No obstante, mi interpretación es menos crítica. O al menos esta vez me ha parecido ver algo distinto. La guerra de los mundos es un homenaje a la colectividad. Cuando cae el meteorito y el doctor Forrester (interpretado por Gene Barry, que después se distinguió sobre todo en el teatro y al que incluso Steven Spielberg rescató para su versión de la película de 2005) se da cuenta de la amenaza, se ponen en marcha toda una serie de dispositivos y acciones que tienen que ver con todo un equipo humano. Se llama al ejército y este se pone a luchar en bloque con ejércitos de otros países (aliados y buenos, como Inglaterra, claro). De lo que se trata es de salvar a la humanidad y eso tiene que ser un esfuerzo entre todos. Porque si no, todos vamos a morir, y no interesa. Es interesante descubrir que en la película de Spielberg la cosa cambia y se trata más bien de un hombre solo, interpretado en este caso por Tom Cruise, frente a los invasores. Un reflejo sobre cómo hemos cambiado la lucha colectiva por la individual. O eso sucedía en la década de los 2000. 

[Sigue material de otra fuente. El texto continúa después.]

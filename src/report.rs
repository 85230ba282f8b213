//! The orchestrator: one sequential run from query execution to saved file.

use crate::config::ReportConfig;
use crate::error::ReportError;
use crate::model::{ReportOutcome, ResultSet, TabMapping, TemplateFormat};
use crate::source::{QueryExecutor, queries, vendor_name_from};
use crate::strategy::{plan, select_and_produce};
use crate::template;
use crate::utils::{readable_period, sanitize_filename_component};
use std::fs;

/// Caller-supplied inputs for one run. The period and date-filter tokens are
/// opaque; they pass through to the query collaborator unmodified.
#[derive(Debug, Clone)]
pub struct ReportRequest {
    pub vendors: Vec<String>,
    pub report_month: String,
    pub date_filter: String,
}

impl ReportRequest {
    fn validate(&self) -> Result<(), ReportError> {
        if self.vendors.is_empty() || self.vendors.iter().any(|v| v.trim().is_empty()) {
            return Err(ReportError::InvalidInput(
                "at least one non-empty vendor number is required".to_string(),
            ));
        }
        if self.report_month.trim().is_empty() {
            return Err(ReportError::InvalidInput(
                "report month must not be empty".to_string(),
            ));
        }
        if self.date_filter.trim().is_empty() {
            return Err(ReportError::InvalidInput(
                "date filter must not be empty".to_string(),
            ));
        }
        Ok(())
    }
}

/// Runs the full pipeline: execute the report queries, derive the vendor
/// name, resolve a template, and drive the output strategy cascade.
pub fn run_report(
    config: &ReportConfig,
    executor: &dyn QueryExecutor,
    request: &ReportRequest,
) -> Result<ReportOutcome, ReportError> {
    request.validate()?;

    tracing::info!(
        vendors = ?request.vendors,
        report_month = %request.report_month,
        date_filter = %request.date_filter,
        "starting report run"
    );

    let summary = executor
        .execute(&queries::summary_metrics(
            &request.vendors,
            &request.report_month,
            &request.date_filter,
        ))?
        .with_name("Summary_Metrics");
    tracing::info!(rows = summary.row_count(), "summary metrics retrieved");

    let basic = executor
        .execute(&queries::basic_metrics(
            &request.vendors,
            &request.report_month,
        ))?
        .with_name("Basic_Metrics");
    tracing::info!(rows = basic.row_count(), "basic metrics retrieved");

    let asn = executor
        .execute(&queries::asn_data(&request.vendors, &request.date_filter))?
        .with_name("ASN_Data");
    tracing::info!(rows = asn.row_count(), "ASN data retrieved");

    let data_sets = vec![summary, basic, asn];
    if data_sets.iter().all(ResultSet::is_empty) {
        return Err(ReportError::NoData);
    }

    let vendor_name = vendor_name_from(&data_sets).unwrap_or_else(|| {
        tracing::warn!("could not determine vendor name from query results");
        "Unknown_Vendor".to_string()
    });

    fs::create_dir_all(&config.output_dir).map_err(|e| ReportError::OutputWrite {
        path: config.output_dir.clone(),
        message: format!("failed to create output directory: {e}"),
    })?;
    let base_name = build_base_name(&request.vendors, &vendor_name, &request.report_month);

    let located = if config.use_template {
        let located = template::locate(
            config.template_path.as_deref(),
            &config.search_paths,
            &config.template_filename,
        );
        if let Some(descriptor) = located.as_ref() {
            if descriptor.format == TemplateFormat::MacroEnabled {
                match template::vba_module_names(&descriptor.path) {
                    Ok(modules) => tracing::info!(
                        count = modules.len(),
                        modules = ?modules,
                        "template carries VBA modules"
                    ),
                    Err(error) => {
                        tracing::debug!(%error, "could not enumerate template VBA modules")
                    }
                }
            }
        }
        located
    } else {
        None
    };

    let tab_mapping = TabMapping::default();
    let strategies = plan(config.use_template, located, config.output_format);
    let (output_path, method, populate_report) = select_and_produce(
        strategies,
        &config.output_dir,
        &base_name,
        &tab_mapping,
        &data_sets,
    )?;

    let summary_text = format!(
        "Report created via {} at {}",
        method.describe(),
        output_path.display()
    );
    tracing::info!(method = %method, path = %output_path.display(), "report run complete");

    Ok(ReportOutcome {
        output_path,
        method,
        sheets: populate_report.sheets,
        skipped: populate_report.skipped,
        summary: summary_text,
    })
}

/// Filename stem: `"{ids} - {NAME} - {MON YYYY}"`; the strategy appends the
/// extension it ends up producing.
fn build_base_name(vendors: &[String], vendor_name: &str, report_month: &str) -> String {
    let vendor_part = vendors.join("_");
    let name_part = sanitize_filename_component(vendor_name);
    let period_part = readable_period(report_month);
    format!("{vendor_part} - {name_part} - {period_part}")
}

#[cfg(test)]
mod tests {
    use super::*;

    #[test]
    fn base_name_combines_vendors_name_and_period() {
        let vendors = vec!["12345".to_string(), "67890".to_string()];
        assert_eq!(
            build_base_name(&vendors, "Acme Tools", "FY2025-APR"),
            "12345_67890 - ACME_TOOLS - APR 2025"
        );
    }
}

Dicen que La guerra de los mundos es una película de serie B, y esa coletilla no suele ser muy positiva. Yo creo que es una gran película que, además, tiene unos enormes efectos especiales: ganó el Óscar en esta categoría. ¿Cómo consiguieron mostrar a esos marcianos sobrevolando la ciudad de Los Ángeles y destruyéndola con sus rayos mortíferos? Y luego están todos los cacharros que utilizan para detectarlos y analizarlos con nombres un tanto imposibles que hoy nos suenan a los que usaba el profesor Bacterio en Mortadelo y Filemón. Atentos a otro dato: cuando intentan entender cómo ven los marcianos aducen que es una técnica muy parecida a la de la televisión. Claro: la tecnología más hipermoderna de una época en la que no existía internet y ni siquiera se había llegado a la Luna. Fascinante.